Les deux auteurs ont trouvé important de mettre la musique au centre de ce spectacle, musique dont la coordination a été confiée à Dominique Larose à partir de véritables titres de l’époque. Rythmée par de la Rumba congolaise, la pièce met en avant les chants qui ont été vecteurs d’émancipation et d’espoir aux moments les plus sombres de la colonisation et de la décolonisation du Congo. À une époque où les Congolais ne pouvaient ni lire ni écrire, les chants et la tradition orale occupaient une place centrale dans la mobilisation contre le pouvoir – beaucoup de Congolais ont d’ailleurs appris l’accession à l’indépendance via la chanson Indépendance cha cha, une rumba.

Tour à tour, les comédiens prennent alors le manteau (ou la moustache) des personnalités historiques qui vont déployer pour le spectateur l’histoire tourmentée et tragique du Congo et de ses habitants, soumis d’années en années aux atrocités de la colonisation, à l’hypocrisie des puissances mondiales et à l’oubli forcé d’une histoire étouffée et réécrite par ceux que cela arrange de ne pas regarder les choses en face.

Questionnements historiques et contemporains

Cette pièce invite les spectatrices et spectateurs à s’interroger sur les conséquences de ces événements sur le présent. Pour Hassane Kassi Kouyaté, faire ce constat permet d’appréhender le futur et de savoir « où l’on veut aller ». Il entend aussi mettre en avant des enjeux plus contemporains, tels que la parité et la place des femmes, sans lesquelles il ne peut penser l’histoire du Congo. La troupe de comédiens est donc parfaitement paritaire et, en opposition aux standards habituels, les instrumentistes sont toutes des femmes (à la batterie, à la guitare, à la basse) et le chœur est masculin.

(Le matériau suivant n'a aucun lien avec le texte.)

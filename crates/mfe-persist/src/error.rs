use std::path::PathBuf;

/// Errors from persistent storage operations.
#[derive(Debug, thiserror::Error)]
pub enum PersistError {
    /// The backend could not open the requested database/table.
    #[error("failed to open {database}/{table}: {reason}")]
    Open {
        database: String,
        table: String,
        reason: String,
    },

    /// Serialization or deserialization of stored data failed.
    #[error("serialization error: {0}")]
    Serialization(String),

    /// A table file on disk could not be decoded.
    #[error("corrupt table file {path}: {reason}")]
    CorruptTable { path: PathBuf, reason: String },

    /// I/O error from the underlying storage.
    #[error("I/O error: {0}")]
    Io(#[from] std::io::Error),

    /// The backend refused the write (quota, read-only mode, and so on).
    #[error("write rejected: {0}")]
    Rejected(String),

    /// The backend is unavailable.
    #[error("backend unavailable: {0}")]
    Unavailable(String),
}

impl From<serde_json::Error> for PersistError {
    fn from(err: serde_json::Error) -> Self {
        Self::Serialization(err.to_string())
    }
}

/// Result alias for persistence operations.
pub type PersistResult<T> = Result<T, PersistError>;
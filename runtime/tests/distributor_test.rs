//! Distributor and distributed catchup tests over in-memory lease pools.

#![allow(clippy::unwrap_used, clippy::panic)]

use alluvial_core::aggregator;
use alluvial_core::lease::{Leasable, Lease};
use alluvial_core::partition::{RangePartition, by_range};
use alluvial_core::stream::{PartitionedStream, Query, SharedStream};
use alluvial_core::{TimeDelta, Utc};
use alluvial_runtime::{
    DistributedCatchup, DistributedMultiStreamCatchup, Distributor, DistributorConfig,
    DistributorError, InMemoryLeaseBroker, LeaseRegistry, RetryPolicy, Subscriber,
};
use alluvial_testing::{Event, InMemoryEventLog, ManualClock, init_tracing};
use std::collections::HashMap;
use std::sync::atomic::{AtomicBool, AtomicUsize, Ordering};
use std::sync::{Arc, Mutex};
use std::time::Duration;

fn config() -> DistributorConfig {
    DistributorConfig::default()
        .with_wait_interval(Duration::from_millis(1))
        .with_release_retry(RetryPolicy::none())
}

fn names(count: usize) -> Vec<Leasable<String>> {
    (0..count)
        .map(|n| Leasable::new(format!("r{n}"), format!("resource-{n}")))
        .collect()
}

async fn eventually(what: &str, condition: impl Fn() -> bool) {
    for _ in 0..400 {
        if condition() {
            return;
        }
        tokio::time::sleep(Duration::from_millis(5)).await;
    }
    panic!("timed out waiting for {what}");
}

#[tokio::test(flavor = "multi_thread", worker_threads = 4)]
async fn competing_distributors_never_share_a_resource() {
    init_tracing();
    let registry = LeaseRegistry::new();
    let holders: Arc<Mutex<HashMap<String, usize>>> = Arc::default();
    let grants: Arc<Mutex<HashMap<String, usize>>> = Arc::default();
    let overlaps = Arc::new(AtomicUsize::new(0));

    let mut distributors = Vec::new();
    for _ in 0..3 {
        let broker = InMemoryLeaseBroker::new(&registry, "pool", names(4));
        let distributor =
            Distributor::new(Arc::new(broker), config().with_max_degree_of_parallelism(2)).unwrap();
        let (holders, grants, overlaps) = (
            Arc::clone(&holders),
            Arc::clone(&grants),
            Arc::clone(&overlaps),
        );
        distributor
            .on_receive(move |lease: Lease<String>| {
                let (holders, grants, overlaps) = (
                    Arc::clone(&holders),
                    Arc::clone(&grants),
                    Arc::clone(&overlaps),
                );
                async move {
                    let name = lease.name().to_string();
                    {
                        let mut holders = holders.lock().unwrap();
                        let held = holders.entry(name.clone()).or_default();
                        if *held > 0 {
                            overlaps.fetch_add(1, Ordering::SeqCst);
                        }
                        *held += 1;
                        *grants.lock().unwrap().entry(name.clone()).or_default() += 1;
                    }
                    tokio::time::sleep(Duration::from_millis(3)).await;
                    *holders.lock().unwrap().get_mut(&name).unwrap() -= 1;
                    Ok(())
                }
            })
            .unwrap();
        distributor.start().await.unwrap();
        distributors.push(distributor);
    }

    eventually("every resource to be granted twice", || {
        let grants = grants.lock().unwrap();
        grants.len() == 4 && grants.values().all(|count| *count >= 2)
    })
    .await;

    for distributor in &distributors {
        distributor.stop().await;
    }
    assert_eq!(overlaps.load(Ordering::SeqCst), 0);
    assert!(distributors.iter().all(|d| !d.is_running() && d.active_leases() == 0));
}

#[tokio::test]
async fn the_least_recently_released_resource_goes_first() {
    let clock = Arc::new(ManualClock::new(Utc::now()));
    let now = alluvial_core::environment::Clock::now(&*clock);
    let resources = names(10).into_iter().map(|mut resource| {
        resource.lease_last_granted = Some(now - TimeDelta::seconds(2));
        resource.lease_last_released = Some(if resource.name == "r7" {
            now - TimeDelta::milliseconds(1100)
        } else {
            now - TimeDelta::seconds(1)
        });
        resource
    });

    let registry = LeaseRegistry::new();
    let broker = InMemoryLeaseBroker::new(&registry, "pool", resources).with_clock(clock.clone());
    let distributor = Distributor::new(
        Arc::new(broker),
        config().with_wait_interval(Duration::from_millis(10)),
    )
    .unwrap();
    distributor.on_receive(|_lease| async { Ok(()) }).unwrap();

    assert_eq!(distributor.distribute(1).await.unwrap(), vec!["resource-7"]);
    // the rest tie, so pool order decides
    assert_eq!(distributor.distribute(1).await.unwrap(), vec!["resource-0"]);

    let released = registry
        .snapshot("pool")
        .into_iter()
        .find(|resource| resource.name == "r7")
        .unwrap()
        .lease_last_released;
    assert_eq!(released, Some(now));
}

#[tokio::test(flavor = "multi_thread", worker_threads = 4)]
async fn an_expired_lease_is_granted_again_while_its_receiver_runs() {
    let registry = LeaseRegistry::new();
    let broker = InMemoryLeaseBroker::new(&registry, "pool", names(1));
    let distributor = Distributor::new(
        Arc::new(broker),
        config().with_lease_duration(Duration::from_millis(50)),
    )
    .unwrap();

    let calls = Arc::new(AtomicUsize::new(0));
    let slow_running = Arc::new(AtomicBool::new(false));
    let overlapped = Arc::new(AtomicBool::new(false));
    let (counter, slow, overlap) = (
        Arc::clone(&calls),
        Arc::clone(&slow_running),
        Arc::clone(&overlapped),
    );
    distributor
        .on_receive(move |_lease: Lease<String>| {
            let call = counter.fetch_add(1, Ordering::SeqCst);
            let (slow, overlap) = (Arc::clone(&slow), Arc::clone(&overlap));
            async move {
                if call == 0 {
                    slow.store(true, Ordering::SeqCst);
                    tokio::time::sleep(Duration::from_millis(500)).await;
                    slow.store(false, Ordering::SeqCst);
                } else if slow.load(Ordering::SeqCst) {
                    overlap.store(true, Ordering::SeqCst);
                }
                Ok(())
            }
        })
        .unwrap();

    distributor.start().await.unwrap();
    eventually("a second grant", || calls.load(Ordering::SeqCst) >= 2).await;
    distributor.stop().await;

    assert!(overlapped.load(Ordering::SeqCst));
}

#[tokio::test]
async fn a_distributor_accepts_one_receiver() {
    let registry = LeaseRegistry::new();
    let broker = InMemoryLeaseBroker::new(&registry, "pool", names(1));
    let distributor = Distributor::new(Arc::new(broker), config()).unwrap();

    distributor.on_receive(|_lease| async { Ok(()) }).unwrap();
    let error = distributor.on_receive(|_lease| async { Ok(()) }).unwrap_err();

    assert!(matches!(error, DistributorError::ReceiverAlreadySet));
    assert_eq!(
        error.to_string(),
        "OnReceive has already been called. It can only be called once per distributor."
    );
}

fn account_number(aggregate_id: &str) -> i64 {
    aggregate_id.trim_start_matches("account-").parse().unwrap()
}

fn partition_distributor(partitions: &[RangePartition<i64>]) -> Distributor<RangePartition<i64>> {
    let registry = LeaseRegistry::new();
    let broker = InMemoryLeaseBroker::new(
        &registry,
        "accounts",
        partitions
            .iter()
            .map(|partition| Leasable::new(partition.to_string(), partition.clone())),
    );
    Distributor::new(Arc::new(broker), config().with_max_degree_of_parallelism(4)).unwrap()
}

fn deposits(accounts: i64) -> InMemoryEventLog<i64> {
    let log = InMemoryEventLog::new();
    for n in 1..=accounts {
        log.append(format!("account-{n}"), 1_i64);
    }
    log
}

#[tokio::test]
async fn distributed_catchup_covers_every_partition() {
    let log = deposits(100);
    let partitions = by_range(0_i64, 100).unwrap().among(4).unwrap();

    let source = log.clone();
    let stream = PartitionedStream::create_positioned(
        "accounts",
        move |query: Query<i64>, partition: RangePartition<i64>| {
            let after = query.cursor().position().copied().unwrap_or(0);
            let events: Vec<Event<i64>> = source
                .events()
                .into_iter()
                .filter(|event| {
                    event.global_sequence > after && partition.contains(&account_number(&event.aggregate_id))
                })
                .collect();
            async move { Ok(events) }
        },
        |event: &Event<i64>| event.global_sequence,
    );

    let catchup = DistributedCatchup::new(stream, partition_distributor(&partitions));
    let (subscriber, totals) = Subscriber::<i64, Event<i64>, i64>::in_memory(aggregator::fold(
        |total: i64, event: &Event<i64>| total + event.payload,
    ));
    let _ = catchup.subscribe(subscriber);

    let granted = catchup.distribute(4).await.unwrap();
    assert_eq!(granted.len(), 4);

    let entries = totals.entries().await;
    assert_eq!(entries.len(), 4);
    assert_eq!(entries.iter().map(|(_, p)| p.value).sum::<i64>(), 100);
    assert_eq!(totals.find("accounts:(0..25]").await.unwrap().value, 25);
}

#[tokio::test(flavor = "multi_thread", worker_threads = 4)]
async fn distributed_multi_stream_catchup_keeps_up_with_new_events() {
    let log = deposits(40);
    let partitions = by_range(0_i64, 40).unwrap().among(4).unwrap();

    let source = log.clone();
    let stream = PartitionedStream::create(
        "index",
        move |query: Query<i64>, partition: RangePartition<i64>| {
            let seen = usize::try_from(query.cursor().position().copied().unwrap_or(0)).unwrap();
            let substreams: Vec<SharedStream<Event<i64>, i64>> = source
                .events()
                .into_iter()
                .filter(|event| partition.contains(&account_number(&event.aggregate_id)))
                .skip(seen)
                .map(|event| source.aggregate_stream(&event.aggregate_id))
                .collect();
            async move { Ok(substreams) }
        },
    );

    let catchup = DistributedMultiStreamCatchup::new(stream, partition_distributor(&partitions))
        .with_batch_size(5)
        .with_substream_concurrency(2);
    let (subscriber, balances) = Subscriber::<i64, Event<i64>, i64>::in_memory(aggregator::fold(
        |total: i64, event: &Event<i64>| total + event.payload,
    ));
    let _ = catchup.subscribe(subscriber);

    catchup.start().await.unwrap();
    let total = || {
        let balances = balances.clone();
        async move {
            balances
                .entries()
                .await
                .iter()
                .map(|(_, p)| p.value)
                .sum::<i64>()
        }
    };
    for _ in 0..400 {
        if total().await == 40 {
            break;
        }
        tokio::time::sleep(Duration::from_millis(5)).await;
    }
    assert_eq!(total().await, 40);

    log.append("account-3", 2);
    for _ in 0..400 {
        if total().await == 42 {
            break;
        }
        tokio::time::sleep(Duration::from_millis(5)).await;
    }
    catchup.stop().await;

    assert_eq!(total().await, 42);
    assert_eq!(balances.find("account-3").await.unwrap().value, 3);
    assert_eq!(balances.len().await, 40);
}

Le metteur en scène se questionne également sur des enjeux du théâtre contemporain. Des Noirs peuvent-ils jouer des Blancs ? Il décide que oui, dans Congo jazz band, des personnages historiquement blancs sont joués par des acteurs noirs. Au-delà des questionnements dramaturgiques, ses choix nous invitent à interroger notre regard. Pour l’historienne et spécialiste des dramaturgies afro-contemporaines Sylvie Chalaye, le théâtre de Mohamed Kacimi et Hassane Kassi Kouyaté dynamite les attendus et travaille à une déconstruction des idées reçues, mais en exploitant surtout une autre vibration dramatique qui exalte la rupture et le court-circuite. Il s’agit pour eux de raconter l’histoire de l’Afrique et la relation coloniale autrement.

Après les indépendances se joue donc une autre dimension, une réappropriation identitaire, qui permet de décoloniser la forme et les thèmes, qui restaient finalement très inféodés aux modèles shakespeariens ou moliéresques. C’est le temps de l’émancipation où les dramaturges s’ébrouent du point de vue de la forme dramatique, allant notamment chercher une « identité plus africaine ».